"When you deliberately seek positive aspects of whatever you are giving your attention to, you, in a sense, tune your vibrational tuner to more positive aspects of everything. And, of course, you could tune yourself negatively as well. But as you are deliberately looking for positive aspects in yourself or in others, you will find more of those things: 'The better it gets, the better it gets,' for you get more and more of what you are thinking about." ---Abraham Hicks
Summer started out on a lovely note and I was lucky enough to take wonderful trips to New York and San Antonio. The weather here was beautiful, I was spending time with family and friends, and all was well.
And then.... my mom got hurt and required a lot of care, my uncle's cancer took a turn for the worse, and I started to realize that this was the summer before my youngest child's senior year. I was overwhelmed and found myself slipping into that negative place.
By the time we got to August, I was seriously down in the dumps.
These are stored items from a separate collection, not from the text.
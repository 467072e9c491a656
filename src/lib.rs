#![forbid(unsafe_code)]

//! Capability gateway core: a streaming transport that turns stateless
//! request handlers into long-lived Server-Sent-Events producers.
//!
//! Concrete capabilities implement [`capability::Capability`]; the
//! gateway binds each one to a route, gates all traffic behind one-time
//! asynchronous initialization, and for streaming routes returns the
//! response immediately while a detached pump keeps producing frames
//! under [`supervisor::Supervisor`] supervision.

pub mod capability;
pub mod config;
pub mod errors;
pub mod lifecycle;
pub mod routes;
pub mod server;
pub mod stream;
pub mod supervisor;

pub use config::GlobalConfig;
pub use errors::{AppError, Result};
When we arrived at the Oregon Coast for our annual beach vacation, I had a complete meltdown. My poor husband. I'm going to write more about that next week, because something really cool happened that day, and it's worth its own post.
Maybe I just needed a good cry, or maybe it was the soothing powers of the salty air and crashing surf. Maybe it was the hours of talking I did on our morning walks. Again, my poor husband. But throughout the course of that week, something really good happened.
I found my way back to the positive.
I realized that the underlying issue was my panic about the future - a future where my job as a mom has changed, where I don't know what I'm supposed to do with myself, and where I desperately miss those two little boys who called me "mommy". Nobody tells you how heartbreaking it's going to be when you have to let them go.
But here's the thing - that future is coming, whether I want it to or not. And that's as it should be.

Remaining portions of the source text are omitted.